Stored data
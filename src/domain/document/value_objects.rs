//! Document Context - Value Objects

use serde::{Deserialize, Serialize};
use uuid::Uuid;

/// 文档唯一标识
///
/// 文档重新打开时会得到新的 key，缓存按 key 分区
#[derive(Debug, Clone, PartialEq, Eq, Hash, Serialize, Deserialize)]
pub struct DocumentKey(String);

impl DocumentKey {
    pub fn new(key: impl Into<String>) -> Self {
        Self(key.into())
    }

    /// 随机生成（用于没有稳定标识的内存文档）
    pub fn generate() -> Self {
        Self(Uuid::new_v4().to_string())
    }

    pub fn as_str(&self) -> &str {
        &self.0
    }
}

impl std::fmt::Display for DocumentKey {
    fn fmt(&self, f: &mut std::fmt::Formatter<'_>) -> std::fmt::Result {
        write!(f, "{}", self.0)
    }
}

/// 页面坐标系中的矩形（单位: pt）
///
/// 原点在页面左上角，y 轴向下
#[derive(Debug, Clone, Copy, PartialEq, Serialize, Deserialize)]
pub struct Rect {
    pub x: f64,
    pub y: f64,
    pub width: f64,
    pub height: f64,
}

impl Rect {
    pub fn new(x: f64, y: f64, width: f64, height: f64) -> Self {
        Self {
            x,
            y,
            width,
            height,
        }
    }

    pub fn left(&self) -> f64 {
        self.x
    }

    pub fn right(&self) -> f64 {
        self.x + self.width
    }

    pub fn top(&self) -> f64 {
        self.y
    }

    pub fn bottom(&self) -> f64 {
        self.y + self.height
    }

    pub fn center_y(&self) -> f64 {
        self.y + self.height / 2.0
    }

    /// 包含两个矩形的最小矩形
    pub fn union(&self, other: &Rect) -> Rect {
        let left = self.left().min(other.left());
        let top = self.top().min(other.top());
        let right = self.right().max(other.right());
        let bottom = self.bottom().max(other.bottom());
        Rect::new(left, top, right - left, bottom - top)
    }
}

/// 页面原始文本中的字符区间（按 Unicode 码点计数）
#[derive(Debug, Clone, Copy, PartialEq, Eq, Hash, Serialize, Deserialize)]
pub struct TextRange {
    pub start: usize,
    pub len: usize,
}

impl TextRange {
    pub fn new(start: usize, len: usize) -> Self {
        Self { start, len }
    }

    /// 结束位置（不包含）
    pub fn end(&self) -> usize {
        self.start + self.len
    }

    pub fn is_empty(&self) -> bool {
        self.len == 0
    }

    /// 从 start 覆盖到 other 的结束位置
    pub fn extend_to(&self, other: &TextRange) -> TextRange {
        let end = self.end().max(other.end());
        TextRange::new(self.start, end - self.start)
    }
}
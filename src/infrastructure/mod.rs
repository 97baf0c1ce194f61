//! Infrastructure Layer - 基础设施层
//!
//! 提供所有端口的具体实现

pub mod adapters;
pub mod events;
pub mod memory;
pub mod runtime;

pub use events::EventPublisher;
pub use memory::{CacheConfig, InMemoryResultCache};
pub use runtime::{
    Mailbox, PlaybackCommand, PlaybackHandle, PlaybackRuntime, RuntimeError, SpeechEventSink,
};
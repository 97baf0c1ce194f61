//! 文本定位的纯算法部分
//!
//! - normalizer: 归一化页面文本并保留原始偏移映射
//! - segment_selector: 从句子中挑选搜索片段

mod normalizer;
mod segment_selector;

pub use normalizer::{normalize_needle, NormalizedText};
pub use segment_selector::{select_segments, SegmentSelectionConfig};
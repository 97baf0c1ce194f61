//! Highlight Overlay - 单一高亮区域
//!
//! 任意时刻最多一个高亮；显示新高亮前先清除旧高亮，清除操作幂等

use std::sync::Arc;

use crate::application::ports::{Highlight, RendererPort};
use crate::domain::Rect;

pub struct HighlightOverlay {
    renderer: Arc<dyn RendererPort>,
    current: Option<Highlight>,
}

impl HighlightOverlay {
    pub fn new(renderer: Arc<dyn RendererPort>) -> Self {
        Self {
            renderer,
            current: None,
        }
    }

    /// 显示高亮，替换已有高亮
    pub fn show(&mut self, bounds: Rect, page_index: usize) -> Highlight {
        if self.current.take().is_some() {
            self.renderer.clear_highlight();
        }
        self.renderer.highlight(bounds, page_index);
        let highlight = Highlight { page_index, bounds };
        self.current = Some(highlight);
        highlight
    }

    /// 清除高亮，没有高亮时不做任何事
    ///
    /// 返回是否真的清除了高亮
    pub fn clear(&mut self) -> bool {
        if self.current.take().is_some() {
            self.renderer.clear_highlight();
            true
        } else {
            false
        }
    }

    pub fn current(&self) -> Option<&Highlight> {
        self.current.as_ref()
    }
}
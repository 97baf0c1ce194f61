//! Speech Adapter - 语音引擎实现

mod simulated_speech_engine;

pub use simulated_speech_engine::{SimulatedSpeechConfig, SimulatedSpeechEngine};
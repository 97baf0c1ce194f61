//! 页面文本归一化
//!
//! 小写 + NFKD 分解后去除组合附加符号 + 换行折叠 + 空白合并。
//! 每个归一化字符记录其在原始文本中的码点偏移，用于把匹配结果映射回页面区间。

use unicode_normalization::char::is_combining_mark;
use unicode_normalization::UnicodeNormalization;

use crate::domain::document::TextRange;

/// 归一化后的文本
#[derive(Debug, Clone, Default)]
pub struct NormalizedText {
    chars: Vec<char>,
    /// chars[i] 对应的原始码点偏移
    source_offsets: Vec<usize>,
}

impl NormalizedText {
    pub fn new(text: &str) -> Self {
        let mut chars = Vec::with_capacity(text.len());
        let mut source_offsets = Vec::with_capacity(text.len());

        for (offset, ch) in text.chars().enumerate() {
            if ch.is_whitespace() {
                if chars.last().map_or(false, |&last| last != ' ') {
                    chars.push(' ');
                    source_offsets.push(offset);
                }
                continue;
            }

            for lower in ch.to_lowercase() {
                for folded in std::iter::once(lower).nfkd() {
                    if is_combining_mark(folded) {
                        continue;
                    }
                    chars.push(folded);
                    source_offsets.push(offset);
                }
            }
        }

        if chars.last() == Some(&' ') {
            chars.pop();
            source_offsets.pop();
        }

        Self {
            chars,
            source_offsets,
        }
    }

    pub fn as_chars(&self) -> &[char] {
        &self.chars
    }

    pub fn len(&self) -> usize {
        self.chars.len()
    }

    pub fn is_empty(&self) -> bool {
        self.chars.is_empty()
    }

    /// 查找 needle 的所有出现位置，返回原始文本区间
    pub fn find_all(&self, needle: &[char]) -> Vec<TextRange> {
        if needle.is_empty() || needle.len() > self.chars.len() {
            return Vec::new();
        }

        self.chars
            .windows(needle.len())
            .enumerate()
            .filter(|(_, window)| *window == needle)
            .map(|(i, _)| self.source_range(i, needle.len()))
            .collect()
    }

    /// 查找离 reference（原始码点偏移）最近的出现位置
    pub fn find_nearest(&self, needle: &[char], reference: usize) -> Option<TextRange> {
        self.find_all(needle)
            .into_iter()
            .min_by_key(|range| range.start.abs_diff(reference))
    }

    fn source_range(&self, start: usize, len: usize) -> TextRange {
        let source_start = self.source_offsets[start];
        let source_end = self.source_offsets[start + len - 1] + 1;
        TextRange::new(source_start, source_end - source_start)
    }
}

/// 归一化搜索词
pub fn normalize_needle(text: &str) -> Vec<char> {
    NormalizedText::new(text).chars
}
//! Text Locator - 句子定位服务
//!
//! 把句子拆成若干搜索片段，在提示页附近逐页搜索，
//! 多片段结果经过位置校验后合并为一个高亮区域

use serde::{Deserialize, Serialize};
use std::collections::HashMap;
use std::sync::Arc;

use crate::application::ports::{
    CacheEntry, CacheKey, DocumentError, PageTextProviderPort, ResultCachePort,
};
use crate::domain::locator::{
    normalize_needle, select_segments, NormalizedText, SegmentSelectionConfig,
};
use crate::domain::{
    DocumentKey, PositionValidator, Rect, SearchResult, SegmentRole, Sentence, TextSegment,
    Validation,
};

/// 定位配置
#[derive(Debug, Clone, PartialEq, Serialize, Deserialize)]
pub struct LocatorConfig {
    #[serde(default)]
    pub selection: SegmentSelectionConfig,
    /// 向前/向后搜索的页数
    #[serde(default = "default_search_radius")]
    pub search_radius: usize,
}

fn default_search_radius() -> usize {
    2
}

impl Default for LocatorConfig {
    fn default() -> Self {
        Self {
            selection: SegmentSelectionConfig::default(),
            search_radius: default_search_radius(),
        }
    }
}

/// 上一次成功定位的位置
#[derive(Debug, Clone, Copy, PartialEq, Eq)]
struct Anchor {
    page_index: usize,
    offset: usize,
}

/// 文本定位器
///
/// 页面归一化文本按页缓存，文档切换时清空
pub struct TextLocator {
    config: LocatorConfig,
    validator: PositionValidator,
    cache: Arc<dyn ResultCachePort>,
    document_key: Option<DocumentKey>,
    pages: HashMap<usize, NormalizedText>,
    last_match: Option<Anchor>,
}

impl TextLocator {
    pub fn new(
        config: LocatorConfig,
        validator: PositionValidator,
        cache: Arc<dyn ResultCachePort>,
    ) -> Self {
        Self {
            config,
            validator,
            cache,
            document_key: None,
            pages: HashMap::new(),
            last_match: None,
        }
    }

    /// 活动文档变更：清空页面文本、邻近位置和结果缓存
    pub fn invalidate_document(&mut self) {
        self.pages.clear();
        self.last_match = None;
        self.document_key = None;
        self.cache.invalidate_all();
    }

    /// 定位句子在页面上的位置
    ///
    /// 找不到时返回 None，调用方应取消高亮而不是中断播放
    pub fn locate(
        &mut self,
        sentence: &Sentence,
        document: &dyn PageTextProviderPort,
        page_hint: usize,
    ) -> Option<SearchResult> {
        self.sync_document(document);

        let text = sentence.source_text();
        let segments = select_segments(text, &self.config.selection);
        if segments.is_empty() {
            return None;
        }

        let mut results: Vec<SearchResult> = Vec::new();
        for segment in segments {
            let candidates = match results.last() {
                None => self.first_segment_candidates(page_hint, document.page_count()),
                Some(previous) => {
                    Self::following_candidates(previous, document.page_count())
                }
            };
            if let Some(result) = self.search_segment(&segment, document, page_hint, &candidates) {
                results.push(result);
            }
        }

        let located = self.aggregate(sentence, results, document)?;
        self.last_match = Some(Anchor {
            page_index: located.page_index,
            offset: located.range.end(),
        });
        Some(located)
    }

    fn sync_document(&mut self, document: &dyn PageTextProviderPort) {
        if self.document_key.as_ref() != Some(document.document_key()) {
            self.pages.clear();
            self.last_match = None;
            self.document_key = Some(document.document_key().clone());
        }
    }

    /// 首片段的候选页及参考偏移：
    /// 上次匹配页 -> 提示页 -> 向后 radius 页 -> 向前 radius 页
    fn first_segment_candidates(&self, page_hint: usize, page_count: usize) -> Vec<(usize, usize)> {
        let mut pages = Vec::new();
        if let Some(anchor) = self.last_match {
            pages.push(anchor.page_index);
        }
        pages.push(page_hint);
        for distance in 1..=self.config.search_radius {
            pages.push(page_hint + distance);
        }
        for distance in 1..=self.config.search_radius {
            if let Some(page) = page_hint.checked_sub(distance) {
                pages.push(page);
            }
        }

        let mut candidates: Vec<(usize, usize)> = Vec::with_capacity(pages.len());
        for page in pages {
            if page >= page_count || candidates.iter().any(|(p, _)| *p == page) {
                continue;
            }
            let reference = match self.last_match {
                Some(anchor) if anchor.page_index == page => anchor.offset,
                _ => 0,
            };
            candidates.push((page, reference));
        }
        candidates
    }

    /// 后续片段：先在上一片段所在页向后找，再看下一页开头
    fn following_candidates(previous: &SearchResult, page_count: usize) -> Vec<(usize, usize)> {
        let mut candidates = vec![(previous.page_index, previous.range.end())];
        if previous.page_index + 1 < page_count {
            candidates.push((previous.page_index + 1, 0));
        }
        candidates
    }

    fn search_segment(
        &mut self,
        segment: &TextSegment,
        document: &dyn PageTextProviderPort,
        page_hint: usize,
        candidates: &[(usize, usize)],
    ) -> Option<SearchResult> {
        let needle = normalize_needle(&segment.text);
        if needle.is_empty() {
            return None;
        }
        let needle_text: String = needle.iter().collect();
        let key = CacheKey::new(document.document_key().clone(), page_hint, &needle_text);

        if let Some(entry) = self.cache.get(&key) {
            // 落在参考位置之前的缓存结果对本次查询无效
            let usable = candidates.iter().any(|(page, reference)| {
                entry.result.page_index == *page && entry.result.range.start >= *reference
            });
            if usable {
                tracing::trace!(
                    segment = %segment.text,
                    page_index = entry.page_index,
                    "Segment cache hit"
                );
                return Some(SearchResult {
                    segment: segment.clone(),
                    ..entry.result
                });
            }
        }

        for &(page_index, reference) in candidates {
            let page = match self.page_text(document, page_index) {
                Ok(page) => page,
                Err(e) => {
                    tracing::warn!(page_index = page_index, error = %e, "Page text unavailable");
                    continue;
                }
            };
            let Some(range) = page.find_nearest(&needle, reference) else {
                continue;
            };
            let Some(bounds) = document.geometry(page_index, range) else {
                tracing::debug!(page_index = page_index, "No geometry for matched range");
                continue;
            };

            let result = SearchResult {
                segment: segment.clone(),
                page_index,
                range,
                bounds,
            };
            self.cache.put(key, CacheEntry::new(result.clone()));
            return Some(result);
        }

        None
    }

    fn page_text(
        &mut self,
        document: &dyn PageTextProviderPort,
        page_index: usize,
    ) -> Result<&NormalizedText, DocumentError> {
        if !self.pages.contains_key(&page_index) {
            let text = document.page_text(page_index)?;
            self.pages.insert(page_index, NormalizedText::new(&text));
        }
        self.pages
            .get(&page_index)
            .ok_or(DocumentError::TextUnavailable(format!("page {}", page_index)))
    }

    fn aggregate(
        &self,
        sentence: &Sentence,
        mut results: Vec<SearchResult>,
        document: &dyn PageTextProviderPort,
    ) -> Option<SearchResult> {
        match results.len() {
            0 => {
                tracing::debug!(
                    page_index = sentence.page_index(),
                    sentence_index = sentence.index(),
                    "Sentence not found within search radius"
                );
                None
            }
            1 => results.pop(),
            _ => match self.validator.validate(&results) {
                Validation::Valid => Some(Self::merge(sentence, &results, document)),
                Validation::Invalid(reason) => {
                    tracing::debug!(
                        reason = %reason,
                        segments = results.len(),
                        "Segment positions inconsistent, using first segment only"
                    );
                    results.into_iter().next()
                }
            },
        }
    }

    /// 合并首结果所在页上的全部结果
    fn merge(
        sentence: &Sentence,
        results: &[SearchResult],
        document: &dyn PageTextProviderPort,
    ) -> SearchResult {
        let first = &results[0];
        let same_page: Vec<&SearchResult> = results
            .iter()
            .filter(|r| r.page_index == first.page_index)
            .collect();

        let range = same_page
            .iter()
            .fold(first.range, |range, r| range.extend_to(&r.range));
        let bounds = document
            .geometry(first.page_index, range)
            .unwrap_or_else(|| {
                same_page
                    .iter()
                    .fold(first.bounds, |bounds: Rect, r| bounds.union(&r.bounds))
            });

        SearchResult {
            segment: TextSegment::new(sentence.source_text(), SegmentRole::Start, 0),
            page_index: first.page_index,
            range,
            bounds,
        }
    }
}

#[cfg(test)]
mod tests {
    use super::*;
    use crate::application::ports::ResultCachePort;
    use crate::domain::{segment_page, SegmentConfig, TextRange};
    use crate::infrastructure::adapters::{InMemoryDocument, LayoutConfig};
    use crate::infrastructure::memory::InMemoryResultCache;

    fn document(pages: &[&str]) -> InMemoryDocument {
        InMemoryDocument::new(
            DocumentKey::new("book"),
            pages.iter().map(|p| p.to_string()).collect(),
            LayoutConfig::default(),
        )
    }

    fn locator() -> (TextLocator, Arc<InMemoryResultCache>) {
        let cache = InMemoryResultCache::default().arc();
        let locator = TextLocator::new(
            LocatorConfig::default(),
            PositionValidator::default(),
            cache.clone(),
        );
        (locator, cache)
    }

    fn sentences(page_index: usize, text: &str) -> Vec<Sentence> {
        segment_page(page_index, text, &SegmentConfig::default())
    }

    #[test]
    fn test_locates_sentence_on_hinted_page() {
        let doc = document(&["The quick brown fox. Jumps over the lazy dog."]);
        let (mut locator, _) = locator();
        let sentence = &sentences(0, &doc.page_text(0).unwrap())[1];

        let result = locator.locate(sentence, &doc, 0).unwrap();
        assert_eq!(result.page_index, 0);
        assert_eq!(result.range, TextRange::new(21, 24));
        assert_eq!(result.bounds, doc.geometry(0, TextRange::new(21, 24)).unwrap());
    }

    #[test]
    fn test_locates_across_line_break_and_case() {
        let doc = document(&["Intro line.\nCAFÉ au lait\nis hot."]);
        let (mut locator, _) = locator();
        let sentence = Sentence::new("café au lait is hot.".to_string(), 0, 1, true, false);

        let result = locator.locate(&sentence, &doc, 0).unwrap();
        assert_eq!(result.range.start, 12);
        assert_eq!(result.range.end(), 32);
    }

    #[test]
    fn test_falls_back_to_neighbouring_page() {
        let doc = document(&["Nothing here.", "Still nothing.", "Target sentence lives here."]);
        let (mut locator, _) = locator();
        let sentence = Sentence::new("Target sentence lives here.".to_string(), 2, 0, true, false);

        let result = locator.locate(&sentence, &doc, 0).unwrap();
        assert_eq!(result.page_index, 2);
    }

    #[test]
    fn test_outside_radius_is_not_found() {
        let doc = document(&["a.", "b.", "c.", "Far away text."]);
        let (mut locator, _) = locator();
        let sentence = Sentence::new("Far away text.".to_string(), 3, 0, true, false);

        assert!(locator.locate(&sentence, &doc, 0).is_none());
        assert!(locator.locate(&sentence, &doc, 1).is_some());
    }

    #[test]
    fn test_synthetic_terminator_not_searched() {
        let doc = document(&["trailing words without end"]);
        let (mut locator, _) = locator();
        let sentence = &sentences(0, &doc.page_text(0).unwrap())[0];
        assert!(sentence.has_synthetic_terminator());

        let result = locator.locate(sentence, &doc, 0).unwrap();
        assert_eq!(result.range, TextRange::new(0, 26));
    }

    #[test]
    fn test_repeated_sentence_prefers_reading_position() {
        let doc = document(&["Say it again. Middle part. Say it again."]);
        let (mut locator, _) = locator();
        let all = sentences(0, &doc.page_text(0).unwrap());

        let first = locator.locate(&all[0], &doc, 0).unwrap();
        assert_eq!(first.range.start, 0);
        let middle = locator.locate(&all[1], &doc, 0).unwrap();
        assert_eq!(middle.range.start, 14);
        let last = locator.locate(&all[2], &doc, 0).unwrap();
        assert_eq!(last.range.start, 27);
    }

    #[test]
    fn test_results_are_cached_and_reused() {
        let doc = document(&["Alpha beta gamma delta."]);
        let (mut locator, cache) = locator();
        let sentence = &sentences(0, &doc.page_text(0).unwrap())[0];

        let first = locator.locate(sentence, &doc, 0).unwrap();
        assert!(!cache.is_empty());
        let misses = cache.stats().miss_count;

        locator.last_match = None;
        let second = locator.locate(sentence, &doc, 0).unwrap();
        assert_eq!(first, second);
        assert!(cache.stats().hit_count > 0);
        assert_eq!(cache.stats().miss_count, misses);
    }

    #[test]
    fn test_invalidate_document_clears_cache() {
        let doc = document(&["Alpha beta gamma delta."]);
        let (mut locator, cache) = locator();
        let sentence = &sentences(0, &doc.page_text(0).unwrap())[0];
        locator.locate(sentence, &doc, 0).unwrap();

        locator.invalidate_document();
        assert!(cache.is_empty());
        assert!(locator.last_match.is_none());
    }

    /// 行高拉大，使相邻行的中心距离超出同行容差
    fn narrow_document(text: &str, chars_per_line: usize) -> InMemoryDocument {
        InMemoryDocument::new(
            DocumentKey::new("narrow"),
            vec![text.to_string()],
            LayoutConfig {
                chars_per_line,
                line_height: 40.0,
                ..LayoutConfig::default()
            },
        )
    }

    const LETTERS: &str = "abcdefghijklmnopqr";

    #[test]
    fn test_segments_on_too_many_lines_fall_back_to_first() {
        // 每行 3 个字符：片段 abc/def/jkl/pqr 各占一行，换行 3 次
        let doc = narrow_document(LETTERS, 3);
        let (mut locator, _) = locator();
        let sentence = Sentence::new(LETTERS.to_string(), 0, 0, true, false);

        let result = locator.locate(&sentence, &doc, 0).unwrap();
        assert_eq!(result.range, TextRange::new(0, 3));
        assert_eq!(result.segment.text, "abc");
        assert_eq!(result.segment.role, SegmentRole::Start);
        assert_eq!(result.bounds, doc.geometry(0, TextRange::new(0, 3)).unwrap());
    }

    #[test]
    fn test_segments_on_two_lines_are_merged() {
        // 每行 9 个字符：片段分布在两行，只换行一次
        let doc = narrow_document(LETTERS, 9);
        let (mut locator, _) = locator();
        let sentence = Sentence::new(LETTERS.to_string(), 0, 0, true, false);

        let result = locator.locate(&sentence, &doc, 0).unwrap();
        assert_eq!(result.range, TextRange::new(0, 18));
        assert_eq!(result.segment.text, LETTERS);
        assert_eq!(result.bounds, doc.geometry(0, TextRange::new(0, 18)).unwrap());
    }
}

-- What is required --
Please return the lines above exactly, from the first one down to the line with "Clone, PartialEq, Eq, Hash, Serialize, Deserialize)]", and stop after that line.

-- Exercise output --
filename src/domain/document/value_objects.rs
//! Document Context - Value Objects

use serde::{Deserialize, Serialize};
use uuid::Uuid;

/// 文档唯一标识
///
/// 文档重新打开时会得到新的 key，缓存按 key 分区
#[derive(Debug, Clone, PartialEq, Eq, Hash, Serialize, Deserialize)]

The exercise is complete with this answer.